• **WHAT TO PRODUCE**: Find all the lines in the entries below that hold the word "Which" and copy them.

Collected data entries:

-- Opening Marker --

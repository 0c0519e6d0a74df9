//! Pointer position relative to a drop target.

use kurbo::{Point, Rect, Size};
use serde::{Deserialize, Serialize};

/// Pointer offset and target dimensions captured at a drag-over or drop.
///
/// `width`/`height` are the target's content-box size; `x`/`y` the pointer
/// offset from the content-box origin. The offset may be negative or exceed
/// the box when the pointer sits on the padding or border.
#[derive(Debug, Clone, Copy, Default, PartialEq, Serialize, Deserialize)]
pub struct Position {
    pub width: f64,
    pub height: f64,
    pub x: f64,
    pub y: f64,
}

/// Layout axis used when splitting a target in two.
#[derive(Debug, Clone, Copy, PartialEq, Eq, Hash, Serialize, Deserialize)]
pub enum Axis {
    Horizontal,
    Vertical,
}

/// Which half of a target the pointer is over.
#[derive(Debug, Clone, Copy, PartialEq, Eq, Hash, Serialize, Deserialize)]
pub enum Half {
    /// Left half (horizontal) or top half (vertical).
    Before,
    /// Right half (horizontal) or bottom half (vertical).
    After,
}

impl Position {
    /// Create a new position.
    pub fn new(width: f64, height: f64, x: f64, y: f64) -> Self {
        Self { width, height, x, y }
    }

    /// Pointer offset as a point.
    pub fn offset(&self) -> Point {
        Point::new(self.x, self.y)
    }

    /// Content-box size of the target.
    pub fn size(&self) -> Size {
        Size::new(self.width, self.height)
    }

    /// Check if the pointer lies within the content box (edges inclusive).
    pub fn is_inside(&self) -> bool {
        let rect = Rect::from_origin_size(Point::ZERO, self.size());
        let p = self.offset();
        p.x >= rect.x0 && p.x <= rect.x1 && p.y >= rect.y0 && p.y <= rect.y1
    }

    /// Pointer offset normalised by the box size.
    ///
    /// Returns `None` for a zero-sized box. Values are not clamped.
    pub fn fraction(&self) -> Option<Point> {
        if self.width <= 0.0 || self.height <= 0.0 {
            return None;
        }
        Some(Point::new(self.x / self.width, self.y / self.height))
    }

    /// Which half of the target the pointer is over along `axis`.
    ///
    /// The exact midpoint counts as `After`.
    pub fn half(&self, axis: Axis) -> Half {
        let (offset, extent) = match axis {
            Axis::Horizontal => (self.x, self.width),
            Axis::Vertical => (self.y, self.height),
        };
        if offset < extent / 2.0 {
            Half::Before
        } else {
            Half::After
        }
    }
}

#[cfg(test)]
mod tests {
    use super::*;

    #[test]
    fn test_inside() {
        assert!(Position::new(100.0, 50.0, 10.0, 10.0).is_inside());
        assert!(Position::new(100.0, 50.0, 100.0, 50.0).is_inside());
        assert!(!Position::new(100.0, 50.0, -2.0, 10.0).is_inside());
        assert!(!Position::new(100.0, 50.0, 10.0, 51.0).is_inside());
    }

    #[test]
    fn test_fraction() {
        let frac = Position::new(100.0, 50.0, 25.0, 10.0).fraction().unwrap();
        assert!((frac.x - 0.25).abs() < f64::EPSILON);
        assert!((frac.y - 0.2).abs() < f64::EPSILON);

        assert!(Position::new(0.0, 50.0, 0.0, 0.0).fraction().is_none());
    }

    #[test]
    fn test_half() {
        let pos = Position::new(100.0, 40.0, 30.0, 30.0);
        assert_eq!(pos.half(Axis::Horizontal), Half::Before);
        assert_eq!(pos.half(Axis::Vertical), Half::After);

        // Midpoint falls after
        assert_eq!(Position::new(100.0, 40.0, 50.0, 0.0).half(Axis::Horizontal), Half::After);
    }
}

-- Closing Marker --

• **FINAL ANSWER**:
/// Which half of a target the pointer is over.
    /// Which half of the target the pointer is over along `axis`.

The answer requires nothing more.